Chesterfield uses parent survey to consider grading scale change


Chesterfield parents can now weigh in on a possible change in the way their children are graded in school.  

The school system is asking parents to participate in a survey about proposed changes to the grading scale. Chesterfield County currently grades on a six-point scale, whereas many other schools in the Commonwealth grade on a 10-point scale.

Read more about the potential changes to Chesterfield's grading scale.

The survey includes just four questions to parents, but it's the next step in the county's discussion about how kids get graded.

The high school grading scale has come under some scrutiny across Virginia lately, because parents say kids on a six-point scale have trouble competing with peers during college admissions.

"If you have a student out in Missouri who has a 92 percent in trigonometry and you have a student in Chesterfield who has a 92 percent in trigonometry, the student in Missouri will get an A on their transcript and the student in Chesterfield will get a B+," explained parent Jamie Stewart.

Of the 10 biggest school systems in Virginia, seven use the 10-point scale now. One of those is Fairfax County. Recently, a group called Fairgrade fought to change the Fairfax school system's grading scale and won.

Chesterfield is the 5th biggest school system in Virginia with roughly 60,000 students. School leaders say they've been looking at a possible grading scale change since 2010 and have formed a committee to look into the subject. 

"[We're] looking to have some consistency, not just in our school division, but across the state, certainly from the college board perspective and colleges," explained Shawn Smith, a spokesperson for the school system.

Education expert, Dr. Bill Bosher, said whether Chesterfield goes with the six-point system or the 10-point system, might not actually matter when it comes to colleges.  

"Four-year institutions frequently don't look at the GPA that you send," explained Bosher. "They look at your transcript. They pull out the courses that they think are important to success at that institution and recalculate a GPA."

Plus, Bosher said even if the grading scale was switched, research indicates grades don't really switch at all.

"The numbers of As, Bs, Cs, Ds, and Fs hasn't changed," said Bosher. "Teachers adapt."

Stewart has been doing her own research as her son applies for college and disagrees.

"I contacted UCLA and one of the things that they said to me is, 'We have 50,000 applications that come in a year,'" said Stewart. "'We simply do not have time to recalculate grades.'"

School leaders said they're considering it all.

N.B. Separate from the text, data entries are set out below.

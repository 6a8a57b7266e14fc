// src/config/generator.rs
use serde::{Deserialize, Serialize};
use std::env;

fn default_model() -> String {
    "gpt-4o-mini".to_string()
}
fn default_provider() -> String {
    "openai".to_string()
}
fn default_max_chars() -> usize {
    280
}

#[derive(Debug, Clone, PartialEq, Serialize, Deserialize)]
pub struct GeneratorConfig {
    #[serde(default)]
    pub enabled: bool,
    /// "openai" (case-insensitive)
    #[serde(default = "default_provider")]
    pub provider: String,
    /// "ENV" means: read from OPENAI_API_KEY
    #[serde(default)]
    pub api_key: String,
    #[serde(default = "default_model")]
    pub model: String,
    /// Upper bound for a generated reply.
    #[serde(default = "default_max_chars")]
    pub max_chars: usize,
    /// Optional persona prepended to the system prompt.
    #[serde(default)]
    pub persona: Option<String>,
}

impl Default for GeneratorConfig {
    fn default() -> Self {
        Self {
            enabled: false,
            provider: default_provider(),
            api_key: String::new(),
            model: default_model(),
            max_chars: default_max_chars(),
            persona: None,
        }
    }
}

impl GeneratorConfig {
    /// Normalize provider and resolve an `"ENV"` key.
    pub fn resolved(mut self) -> anyhow::Result<Self> {
        self.provider = self.provider.to_lowercase();

        if self.api_key.trim().eq_ignore_ascii_case("env") {
            self.api_key = match self.provider.as_str() {
                "openai" => env::var("OPENAI_API_KEY")
                    .map_err(|_| anyhow::anyhow!("Missing OPENAI_API_KEY env var"))?,
                other => anyhow::bail!("Unsupported provider in config: {other}"),
            };
        }

        if self.max_chars == 0 {
            self.max_chars = default_max_chars();
        }
        Ok(self)
    }
}
use anyhow::Context;
use metrics::{describe_counter, describe_gauge};
use metrics_exporter_prometheus::{PrometheusBuilder, PrometheusHandle};
use once_cell::sync::OnceCell;

/// One-time metrics registration (so series show up on /metrics).
pub fn ensure_metrics_described() {
    static ONCE: OnceCell<()> = OnceCell::new();
    ONCE.get_or_init(|| {
        describe_counter!("listener_checks_total", "Poll cycles run, per source.");
        describe_counter!(
            "listener_items_found_total",
            "New items that passed the dedup filter, per source."
        );
        describe_counter!(
            "listener_errors_total",
            "Transient extraction failures, per source."
        );
        describe_counter!(
            "listener_auth_failures_total",
            "Session rejections seen while polling, per source."
        );
        describe_counter!("dispatch_tasks_total", "Tasks enqueued by assign.");
        describe_counter!("dispatch_replies_total", "Replies posted.");
        describe_counter!("dispatch_errors_total", "Failed task attempts.");
        describe_counter!(
            "dispatch_skipped_total",
            "Tasks declined by eligibility (own or too-new items)."
        );
        describe_counter!(
            "dispatch_failed_total",
            "Tasks dropped after exhausting retries."
        );
        describe_gauge!("dispatch_queue_len", "Tasks waiting in the dispatch queue.");
        describe_gauge!("system_health_score", "Last computed health score (0-100).");
    });
}

pub struct Metrics {
    pub handle: PrometheusHandle,
}

impl Metrics {
    /// Install the Prometheus recorder. Only one recorder per process.
    pub fn init() -> anyhow::Result<Self> {
        let handle = PrometheusBuilder::new()
            .install_recorder()
            .context("prometheus: install recorder")?;
        ensure_metrics_described();
        Ok(Self { handle })
    }
}
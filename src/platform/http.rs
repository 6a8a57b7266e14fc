// src/platform/http.rs
//! reqwest-backed platform session. Bearer token per account, resolved
//! from `<CREDENTIALS_REF>_TOKEN` when the session connects.

use std::sync::atomic::{AtomicBool, Ordering};
use std::sync::{Arc, RwLock};
use std::time::Duration;

use async_trait::async_trait;
use reqwest::{Client, Response, StatusCode};
use serde::Deserialize;

use super::{DynPlatformClient, PlatformClient, SessionFactory};
use crate::error::ClientError;
use crate::types::{ItemDetails, PostedReply};

/// `group-a.main` -> `GROUP_A_MAIN_TOKEN`
pub fn token_env_var(credentials_ref: &str) -> String {
    let mut out: String = credentials_ref
        .chars()
        .map(|c| if c.is_ascii_alphanumeric() { c.to_ascii_uppercase() } else { '_' })
        .collect();
    out.push_str("_TOKEN");
    out
}

pub struct HttpPlatformClient {
    http: Client,
    base_url: String,
    credentials_ref: String,
    token: RwLock<Option<String>>,
    user_id: RwLock<Option<String>>,
    authenticated: AtomicBool,
}

#[derive(Deserialize)]
struct MeResp {
    id: String,
}

impl HttpPlatformClient {
    pub fn new(http: Client, base_url: impl Into<String>, credentials_ref: impl Into<String>) -> Self {
        Self {
            http,
            base_url: base_url.into().trim_end_matches('/').to_string(),
            credentials_ref: credentials_ref.into(),
            token: RwLock::new(None),
            user_id: RwLock::new(None),
            authenticated: AtomicBool::new(false),
        }
    }

    fn bearer(&self) -> Result<String, ClientError> {
        self.token
            .read()
            .expect("token lock poisoned")
            .clone()
            .ok_or_else(|| ClientError::Auth("session not connected".into()))
    }

    /// Maps non-2xx statuses; 401/403 also drop the authenticated flag.
    fn check(&self, resp: Response) -> Result<Response, ClientError> {
        let status = resp.status();
        if status == StatusCode::UNAUTHORIZED || status == StatusCode::FORBIDDEN {
            self.authenticated.store(false, Ordering::SeqCst);
            return Err(ClientError::Auth(format!("platform returned {status}")));
        }
        if !status.is_success() {
            return Err(ClientError::Transient(format!("platform returned {status}")));
        }
        Ok(resp)
    }
}

#[async_trait]
impl PlatformClient for HttpPlatformClient {
    async fn connect(&self) -> Result<(), ClientError> {
        let var = token_env_var(&self.credentials_ref);
        let token = std::env::var(&var)
            .map_err(|_| ClientError::Auth(format!("missing {var} env var")))?;

        let resp = self
            .http
            .get(format!("{}/me", self.base_url))
            .bearer_auth(&token)
            .send()
            .await?;
        let me: MeResp = self
            .check(resp)?
            .json()
            .await
            .map_err(|e| ClientError::Transient(format!("decode /me: {e}")))?;

        *self.token.write().expect("token lock poisoned") = Some(token);
        *self.user_id.write().expect("user lock poisoned") = Some(me.id);
        self.authenticated.store(true, Ordering::SeqCst);
        Ok(())
    }

    async fn reconnect(&self) -> bool {
        self.authenticated.store(false, Ordering::SeqCst);
        match self.connect().await {
            Ok(()) => true,
            Err(e) => {
                tracing::warn!(credentials = %self.credentials_ref, error = %e, "reconnect failed");
                false
            }
        }
    }

    async fn disconnect(&self) {
        self.authenticated.store(false, Ordering::SeqCst);
        *self.token.write().expect("token lock poisoned") = None;
    }

    fn is_authenticated(&self) -> bool {
        self.authenticated.load(Ordering::SeqCst)
    }

    fn user_id(&self) -> Option<String> {
        self.user_id.read().expect("user lock poisoned").clone()
    }

    async fn get_item_details(&self, id: &str) -> Result<ItemDetails, ClientError> {
        let resp = self
            .http
            .get(format!("{}/items/{id}", self.base_url))
            .bearer_auth(self.bearer()?)
            .send()
            .await?;
        self.check(resp)?
            .json()
            .await
            .map_err(|e| ClientError::Transient(format!("decode item {id}: {e}")))
    }

    async fn post_reply(&self, text: &str, target_id: &str) -> Result<PostedReply, ClientError> {
        let body = serde_json::json!({ "text": text });
        let resp = self
            .http
            .post(format!("{}/items/{target_id}/replies", self.base_url))
            .bearer_auth(self.bearer()?)
            .json(&body)
            .send()
            .await?;
        self.check(resp)?
            .json()
            .await
            .map_err(|e| ClientError::Transient(format!("decode reply: {e}")))
    }
}

/// Opens one [`HttpPlatformClient`] per credentials reference, sharing the
/// connection pool.
#[derive(Clone)]
pub struct HttpSessionFactory {
    http: Client,
    base_url: String,
}

impl HttpSessionFactory {
    pub fn new(base_url: impl Into<String>, timeout_secs: u64) -> anyhow::Result<Self> {
        let http = Client::builder()
            .user_agent("group-reply-relay/0.1")
            .connect_timeout(Duration::from_secs(4))
            .timeout(Duration::from_secs(timeout_secs))
            .build()?;
        Ok(Self {
            http,
            base_url: base_url.into(),
        })
    }

    pub fn client(&self) -> Client {
        self.http.clone()
    }
}

impl SessionFactory for HttpSessionFactory {
    fn open(&self, credentials_ref: &str) -> DynPlatformClient {
        Arc::new(HttpPlatformClient::new(
            self.http.clone(),
            self.base_url.clone(),
            credentials_ref,
        ))
    }
}
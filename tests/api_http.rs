// tests/api_http.rs
//
// HTTP-level tests for the status Router without opening sockets.
// We exercise the router directly via tower::ServiceExt::oneshot.
//
// Covered:
// - GET /health   (200 when healthy, 503 when critical)
// - GET /status
// - GET /sources
// - GET /metrics  (404 without a recorder)

mod common;

use std::sync::Arc;

use axum::{
    body::{self, Body},
    http::{Request, StatusCode},
    Router,
};
use serde_json::Value as Json;
use tower::ServiceExt as _; // for `oneshot`

use common::{CountingGenerator, MockExtractor, MockFactory};
use group_reply_relay::api::{self, AppState};
use group_reply_relay::config::{DispatchConfig, SourceConfig, WorkerConfig};
use group_reply_relay::listener::ListenerOptions;
use group_reply_relay::ReplySystem;

const BODY_LIMIT: usize = 1024 * 1024;

fn system() -> Arc<ReplySystem> {
    Arc::new(ReplySystem::new(
        MockExtractor::new(),
        MockFactory::new(),
        CountingGenerator::new(),
        DispatchConfig {
            task_delay_ms: 0,
            ..DispatchConfig::default()
        },
        ListenerOptions::default(),
    ))
}

async fn started_router() -> (Router, Arc<ReplySystem>) {
    let system = system();
    let mut g1 = SourceConfig::new("g1", "u1");
    g1.priority = 2;
    g1.polling_interval_ms = 60_000;
    let mut g2 = SourceConfig::new("g2", "u2");
    g2.priority = 1;
    g2.polling_interval_ms = 60_000;
    system
        .start(vec![g1, g2], vec![WorkerConfig::new("w1")])
        .await
        .expect("start relay");
    (api::router(AppState::new(system.clone())), system)
}

async fn get(app: Router, uri: &str) -> (StatusCode, Vec<u8>) {
    let req = Request::builder()
        .method("GET")
        .uri(uri)
        .body(Body::empty())
        .expect("build GET");
    let resp = app.oneshot(req).await.expect("oneshot");
    let status = resp.status();
    let bytes = body::to_bytes(resp.into_body(), BODY_LIMIT)
        .await
        .expect("read body")
        .to_vec();
    (status, bytes)
}

#[tokio::test]
async fn health_is_200_when_running() {
    let (app, system) = started_router().await;

    let (status, bytes) = get(app, "/health").await;
    assert_eq!(status, StatusCode::OK);
    let v: Json = serde_json::from_slice(&bytes).expect("health json");
    assert_eq!(v["level"], "healthy");
    assert_eq!(v["score"], 100);
    assert!(v["issues"].as_array().unwrap().is_empty());
    system.stop().await;
}

#[tokio::test]
async fn health_is_503_before_start() {
    let app = api::router(AppState::new(system()));

    let (status, bytes) = get(app, "/health").await;
    assert_eq!(status, StatusCode::SERVICE_UNAVAILABLE);
    let v: Json = serde_json::from_slice(&bytes).unwrap();
    assert_eq!(v["level"], "critical");
    let issues: Vec<&str> = v["issues"]
        .as_array()
        .unwrap()
        .iter()
        .filter_map(|i| i.as_str())
        .collect();
    assert!(issues.contains(&"no active sources"));
    assert!(issues.contains(&"no active workers"));
}

#[tokio::test]
async fn sources_are_listed_by_priority() {
    let (app, system) = started_router().await;

    let (status, bytes) = get(app, "/sources").await;
    assert_eq!(status, StatusCode::OK);
    let v: Json = serde_json::from_slice(&bytes).unwrap();
    let ids: Vec<&str> = v
        .as_array()
        .expect("array of sources")
        .iter()
        .filter_map(|s| s["id"].as_str())
        .collect();
    assert_eq!(ids, vec!["g2", "g1"]);
    assert_eq!(v[0]["status"], "active");
    system.stop().await;
}

#[tokio::test]
async fn status_reports_both_components() {
    let (app, system) = started_router().await;

    let (status, bytes) = get(app, "/status").await;
    assert_eq!(status, StatusCode::OK);
    let v: Json = serde_json::from_slice(&bytes).unwrap();
    assert_eq!(v["running"], true);
    assert_eq!(v["sources"]["total_sources"], 2);
    assert_eq!(v["dispatch"]["active_workers"], 1);
    assert_eq!(v["dispatch"]["workers"][0]["status"], "active");
    system.stop().await;
}

#[tokio::test]
async fn metrics_is_404_without_recorder() {
    let app = api::router(AppState::new(system()));
    let (status, _) = get(app, "/metrics").await;
    assert_eq!(status, StatusCode::NOT_FOUND);
}
// src/platform/mod.rs
//! Collaborator seams: link extraction and the platform API session.

pub mod extractor;
pub mod http;

use std::sync::Arc;

use async_trait::async_trait;

use crate::error::ClientError;
use crate::types::{ExtractedLink, ItemDetails, PostedReply};

/// Scrapes a group/notification page and returns the post links found on it.
/// Must be safe to call repeatedly.
#[async_trait]
pub trait LinkExtractor: Send + Sync {
    async fn extract(&self, target_locator: &str) -> Result<Vec<ExtractedLink>, ClientError>;
}

/// One authenticated account session on the platform.
#[async_trait]
pub trait PlatformClient: Send + Sync {
    /// Establish the session.
    async fn connect(&self) -> Result<(), ClientError>;

    /// Single re-authentication attempt after the platform rejected the session.
    async fn reconnect(&self) -> bool;

    async fn disconnect(&self);

    fn is_authenticated(&self) -> bool;

    /// Platform user id of the account, known once connected.
    fn user_id(&self) -> Option<String>;

    async fn get_item_details(&self, id: &str) -> Result<ItemDetails, ClientError>;

    async fn post_reply(&self, text: &str, target_id: &str) -> Result<PostedReply, ClientError>;
}

pub type DynPlatformClient = Arc<dyn PlatformClient>;

/// Builds sessions from a credentials reference (listener and worker accounts).
pub trait SessionFactory: Send + Sync {
    fn open(&self, credentials_ref: &str) -> DynPlatformClient;
}
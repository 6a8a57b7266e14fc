// src/types.rs
use chrono::{DateTime, Utc};
use serde::{Deserialize, Serialize};

/// Default priority for sources that do not set one (lower = more important).
pub const DEFAULT_PRIORITY: u32 = 999;

/// Origin of a discovered item, attached by the aggregator.
#[derive(Debug, Clone, PartialEq, Eq, Serialize, Deserialize)]
pub struct SourceTag {
    pub source_id: String,
    pub source_name: String,
    pub priority: u32,
}

/// Candidate link as returned by the extraction service.
#[derive(Debug, Clone, PartialEq, Eq, Serialize, Deserialize)]
pub struct ExtractedLink {
    pub id: String,
    pub locator: String,
    #[serde(default)]
    pub origin_handle: String,
}

/// A post that passed the dedup filter of one listener.
#[derive(Debug, Clone, PartialEq, Eq, Serialize, Deserialize)]
pub struct DiscoveredItem {
    pub id: String,
    pub locator: String,
    pub origin_handle: String,
    pub discovered_at: DateTime<Utc>,
    #[serde(default, skip_serializing_if = "Option::is_none")]
    pub source_tag: Option<SourceTag>,
}

impl DiscoveredItem {
    pub fn from_link(link: ExtractedLink, discovered_at: DateTime<Utc>) -> Self {
        Self {
            id: link.id,
            locator: link.locator,
            origin_handle: link.origin_handle,
            discovered_at,
            source_tag: None,
        }
    }

    pub fn tagged(mut self, tag: SourceTag) -> Self {
        self.source_tag = Some(tag);
        self
    }
}

/// Entities attached to a post by the platform.
#[derive(Debug, Clone, Default, PartialEq, Eq, Serialize, Deserialize)]
pub struct ItemEntities {
    #[serde(default)]
    pub hashtags: Vec<String>,
    #[serde(default)]
    pub mentions: Vec<String>,
}

/// Full post details fetched right before a reply is generated.
#[derive(Debug, Clone, PartialEq, Eq, Serialize, Deserialize)]
pub struct ItemDetails {
    pub text: String,
    pub author_id: String,
    #[serde(default)]
    pub author_handle: Option<String>,
    pub created_at: DateTime<Utc>,
    #[serde(default)]
    pub entities: ItemEntities,
}

#[derive(Debug, Clone, PartialEq, Eq, Serialize, Deserialize)]
pub struct PostedReply {
    pub id: String,
}

#[derive(Debug, Clone, Copy, PartialEq, Eq, Serialize, Deserialize)]
#[serde(rename_all = "snake_case")]
pub enum WorkerStatus {
    Active,
    Error,
}

/// A worker identity in the dispatch pool.
#[derive(Debug, Clone, PartialEq, Eq, Serialize, Deserialize)]
pub struct WorkerAccount {
    pub id: String,
    pub status: WorkerStatus,
    pub last_used_at: Option<DateTime<Utc>>,
    pub tasks_assigned: u64,
    pub replies_sent: u64,
    pub error_count: u32,
    /// Tasks assigned to this worker that have not terminated yet.
    pub outstanding_load: u32,
}

impl WorkerAccount {
    pub fn new(id: impl Into<String>) -> Self {
        Self {
            id: id.into(),
            status: WorkerStatus::Active,
            last_used_at: None,
            tasks_assigned: 0,
            replies_sent: 0,
            error_count: 0,
            outstanding_load: 0,
        }
    }

    pub fn is_active(&self) -> bool {
        self.status == WorkerStatus::Active
    }
}

/// One unit of dispatch work.
#[derive(Debug, Clone, PartialEq, Eq, Serialize, Deserialize)]
pub struct Task {
    pub item: DiscoveredItem,
    pub worker_id: String,
    pub created_at: DateTime<Utc>,
    pub retry_count: u32,
}

#[derive(Debug, Clone, Copy, PartialEq, Eq, Serialize, Deserialize)]
#[serde(rename_all = "snake_case")]
pub enum ListenerPhase {
    Stopped,
    Starting,
    Listening,
    Reconnecting,
    /// Reconnect failed; needs an external restart.
    Failed,
}

/// Runtime record of one source listener.
#[derive(Debug, Clone, PartialEq, Serialize, Deserialize)]
pub struct SourceListenerState {
    pub phase: ListenerPhase,
    pub is_listening: bool,
    pub polling_interval_ms: u64,
    pub checks: u64,
    pub items_found: u64,
    pub errors: u64,
    pub last_check_at: Option<DateTime<Utc>>,
    pub dedup_size: usize,
}
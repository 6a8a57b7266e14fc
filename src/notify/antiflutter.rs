// src/notify/antiflutter.rs
use std::collections::HashMap;

use chrono::{DateTime, Duration as ChronoDuration, Utc};

/// Per-key cooldown gate to prevent notification spam.
/// - First alert for a key always allowed.
/// - Inside the cooldown, the same key is suppressed; other keys pass.
/// - State is updated explicitly via `record_alert` after a send.
#[derive(Debug, Clone, Default)]
pub struct AntiFlutter {
    cooldown: ChronoDuration,
    last_alert: HashMap<String, DateTime<Utc>>,
}

impl AntiFlutter {
    /// `cooldown_secs` < 0 is treated as 0 (no cooldown).
    pub fn new(cooldown_secs: i64) -> Self {
        Self {
            cooldown: ChronoDuration::seconds(cooldown_secs.max(0)),
            last_alert: HashMap::new(),
        }
    }

    /// Does NOT mutate state.
    pub fn should_alert(&self, key: &str, now: DateTime<Utc>) -> bool {
        match self.last_alert.get(key) {
            None => true,
            Some(ts) => now.signed_duration_since(*ts) >= self.cooldown,
        }
    }

    pub fn record_alert(&mut self, key: &str, now: DateTime<Utc>) {
        self.last_alert.insert(key.to_string(), now);
    }
}

#[cfg(test)]
mod tests {
    use super::*;
    use chrono::TimeZone;

    #[test]
    fn first_alert_passes() {
        let af = AntiFlutter::new(900);
        let now = Utc.with_ymd_and_hms(2025, 9, 6, 9, 0, 0).unwrap();
        assert!(af.should_alert("auth:g1", now));
    }

    #[test]
    fn inside_cooldown_blocked_per_key() {
        let mut af = AntiFlutter::new(900);
        let t0 = Utc.with_ymd_and_hms(2025, 9, 6, 9, 0, 0).unwrap();
        af.record_alert("auth:g1", t0);
        let t1 = t0 + ChronoDuration::seconds(120);
        assert!(!af.should_alert("auth:g1", t1));
        assert!(af.should_alert("auth:g2", t1));
    }

    #[test]
    fn after_cooldown_passes() {
        let mut af = AntiFlutter::new(900);
        let t0 = Utc.with_ymd_and_hms(2025, 9, 6, 9, 0, 0).unwrap();
        af.record_alert("worker:w1", t0);
        let t_after = t0 + ChronoDuration::seconds(900 + 5);
        assert!(af.should_alert("worker:w1", t_after));
    }

    #[test]
    fn negative_cooldown_never_blocks() {
        let mut af = AntiFlutter::new(-5);
        let t0 = Utc.with_ymd_and_hms(2025, 9, 6, 9, 0, 0).unwrap();
        af.record_alert("health", t0);
        assert!(af.should_alert("health", t0));
    }
}
use anyhow::{Context, Result};
use reqwest::Client;

use super::{Alert, Notifier};

pub struct SlackNotifier {
    webhook_url: String,
    client: Client,
}

impl SlackNotifier {
    pub fn new(webhook_url: String) -> Self {
        Self {
            webhook_url,
            client: Client::new(),
        }
    }
}

fn render(alert: &Alert) -> serde_json::Value {
    let text = format!(
        "*Relay alert:* *{}*\n{}\n@ {}",
        alert.title,
        alert.detail,
        alert.ts.to_rfc3339()
    );
    serde_json::json!({ "text": text })
}

#[async_trait::async_trait]
impl Notifier for SlackNotifier {
    async fn send(&self, alert: &Alert) -> Result<()> {
        self.client
            .post(&self.webhook_url)
            .json(&render(alert))
            .send()
            .await
            .context("slack post")?
            .error_for_status()
            .context("slack non-2xx")?;
        Ok(())
    }

    fn name(&self) -> &'static str {
        "slack"
    }
}

#[cfg(test)]
mod tests {
    use super::*;
    use chrono::Utc;

    #[test]
    fn text_carries_title_and_detail() {
        let alert = Alert {
            key: "worker:w1".into(),
            title: "Worker w1 moved to error status".into(),
            detail: "5 errors recorded".into(),
            ts: Utc::now(),
        };
        let body = render(&alert);
        let text = body["text"].as_str().unwrap();
        assert!(text.contains("*Worker w1 moved to error status*"));
        assert!(text.contains("5 errors recorded"));
    }
}
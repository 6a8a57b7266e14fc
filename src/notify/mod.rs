//! Alert fan-out for hard failures seen on the system event stream.

pub mod antiflutter;
pub mod discord;
pub mod slack;

use std::sync::Arc;

use anyhow::Result;
use chrono::{DateTime, Utc};
use tokio::sync::broadcast;

use crate::events::{AggregatorEvent, AssignerEvent, SystemEvent};
use crate::system::HealthLevel;

use self::antiflutter::AntiFlutter;
use self::discord::DiscordNotifier;
use self::slack::SlackNotifier;

/// One operator-facing alert.
#[derive(Debug, Clone, PartialEq, Eq)]
pub struct Alert {
    /// Cooldown key; repeats of the same key are suppressed.
    pub key: String,
    pub title: String,
    pub detail: String,
    pub ts: DateTime<Utc>,
}

#[async_trait::async_trait]
pub trait Notifier: Send + Sync {
    async fn send(&self, alert: &Alert) -> Result<()>;
    fn name(&self) -> &'static str;
}

/// Sends every alert to all configured channels; one failing channel does
/// not stop the others.
#[derive(Default, Clone)]
pub struct NotifierMux {
    targets: Vec<Arc<dyn Notifier>>,
}

impl NotifierMux {
    /// Slack from `SLACK_WEBHOOK_URL`, Discord from `DISCORD_WEBHOOK_URL`.
    pub fn from_env() -> Self {
        let mut mux = Self::default();
        if let Ok(url) = std::env::var("SLACK_WEBHOOK_URL") {
            if !url.trim().is_empty() {
                mux.push(Arc::new(SlackNotifier::new(url)));
            }
        }
        if let Ok(url) = std::env::var("DISCORD_WEBHOOK_URL") {
            if !url.trim().is_empty() {
                mux.push(Arc::new(DiscordNotifier::new(url)));
            }
        }
        mux
    }

    pub fn push(&mut self, target: Arc<dyn Notifier>) {
        self.targets.push(target);
    }

    pub fn is_empty(&self) -> bool {
        self.targets.is_empty()
    }

    pub async fn notify(&self, alert: &Alert) {
        for t in &self.targets {
            if let Err(e) = t.send(alert).await {
                tracing::warn!(target: "notify", channel = t.name(), error = %format!("{e:#}"), "alert delivery failed");
            }
        }
    }
}

/// Map a system event to an alert, if it warrants one.
pub fn alert_for(ev: &SystemEvent, now: DateTime<Utc>) -> Option<Alert> {
    let (key, title, detail) = match ev {
        SystemEvent::Listener(AggregatorEvent::GroupAuthFailed {
            source_id,
            source_name,
            error,
        }) => (
            format!("auth:{source_id}"),
            format!("Source {source_name} lost its session"),
            format!("Reconnect failed: {error}. Restart the source after fixing credentials."),
        ),
        SystemEvent::Dispatch(AssignerEvent::AccountError {
            worker_id,
            error_count,
        }) => (
            format!("worker:{worker_id}"),
            format!("Worker {worker_id} moved to error status"),
            format!("{error_count} errors recorded; it will not be used until reactivated."),
        ),
        SystemEvent::Dispatch(AssignerEvent::TaskFailed {
            worker_id,
            item,
            error,
            retry_count,
        }) => (
            format!("task:{worker_id}"),
            format!("Reply to {} failed", item.id),
            format!("Last worker {worker_id}, {retry_count} attempts: {error}"),
        ),
        SystemEvent::HealthChanged {
            level: HealthLevel::Critical,
            score,
        } => (
            "health".to_string(),
            "Relay health is critical".to_string(),
            format!("Health score dropped to {score}."),
        ),
        _ => return None,
    };
    Some(Alert {
        key,
        title,
        detail,
        ts: now,
    })
}

/// Forward alert-worthy events until the stream closes.
pub async fn run_alert_loop(
    mut rx: broadcast::Receiver<SystemEvent>,
    mux: NotifierMux,
    cooldown_secs: i64,
) {
    let mut af = AntiFlutter::new(cooldown_secs);
    loop {
        let ev = match rx.recv().await {
            Ok(ev) => ev,
            Err(broadcast::error::RecvError::Lagged(n)) => {
                tracing::warn!(target: "notify", skipped = n, "alert loop lagged behind event stream");
                continue;
            }
            Err(broadcast::error::RecvError::Closed) => break,
        };
        let now = Utc::now();
        let Some(alert) = alert_for(&ev, now) else {
            continue;
        };
        if !af.should_alert(&alert.key, now) {
            tracing::debug!(target: "notify", key = %alert.key, "suppressed by antiflutter");
            continue;
        }
        mux.notify(&alert).await;
        af.record_alert(&alert.key, now);
    }
}
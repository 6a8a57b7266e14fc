// src/platform/extractor.rs
use async_trait::async_trait;
use reqwest::{Client, StatusCode};
use serde::Deserialize;

use super::LinkExtractor;
use crate::entities::complete_link;
use crate::error::ClientError;
use crate::types::ExtractedLink;

/// Talks to the page-scraping sidecar: `POST {base}/extract {"target": ..}`.
pub struct HttpLinkExtractor {
    http: Client,
    base_url: String,
}

#[derive(Debug, Deserialize)]
struct ExtractResp {
    #[serde(default)]
    items: Vec<ExtractedLink>,
    #[serde(default)]
    error: Option<String>,
    /// Set by the sidecar when the page bounced to a login wall.
    #[serde(default)]
    auth_required: bool,
}

impl HttpLinkExtractor {
    pub fn new(http: Client, base_url: impl Into<String>) -> Self {
        Self {
            http,
            base_url: base_url.into().trim_end_matches('/').to_string(),
        }
    }
}

/// Split a sidecar response into links or a classified error.
fn interpret(body: ExtractResp) -> Result<Vec<ExtractedLink>, ClientError> {
    if body.auth_required {
        return Err(ClientError::Auth(
            body.error.unwrap_or_else(|| "login required".to_string()),
        ));
    }
    if let Some(err) = body.error {
        return Err(ClientError::Transient(err));
    }
    Ok(body.items.into_iter().filter_map(complete_link).collect())
}

#[async_trait]
impl LinkExtractor for HttpLinkExtractor {
    async fn extract(&self, target_locator: &str) -> Result<Vec<ExtractedLink>, ClientError> {
        let resp = self
            .http
            .post(format!("{}/extract", self.base_url))
            .json(&serde_json::json!({ "target": target_locator }))
            .send()
            .await?;

        let status = resp.status();
        if status == StatusCode::UNAUTHORIZED || status == StatusCode::FORBIDDEN {
            return Err(ClientError::Auth(format!("extractor returned {status}")));
        }
        if !status.is_success() {
            return Err(ClientError::Transient(format!("extractor returned {status}")));
        }
        let body: ExtractResp = resp
            .json()
            .await
            .map_err(|e| ClientError::Transient(format!("decode extractor body: {e}")))?;
        interpret(body)
    }
}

"We want to have a grading practice that measures strengths and weakness and provides the appropriate feedback to students," said Smith.

That's why Smith said they need parents to weigh in by answering the survey and being a part of the process. The parent survey is due December 20. Smith said staff members took a survey last week.

Any changes, if approved by the School Board, would not begin for at least two school years.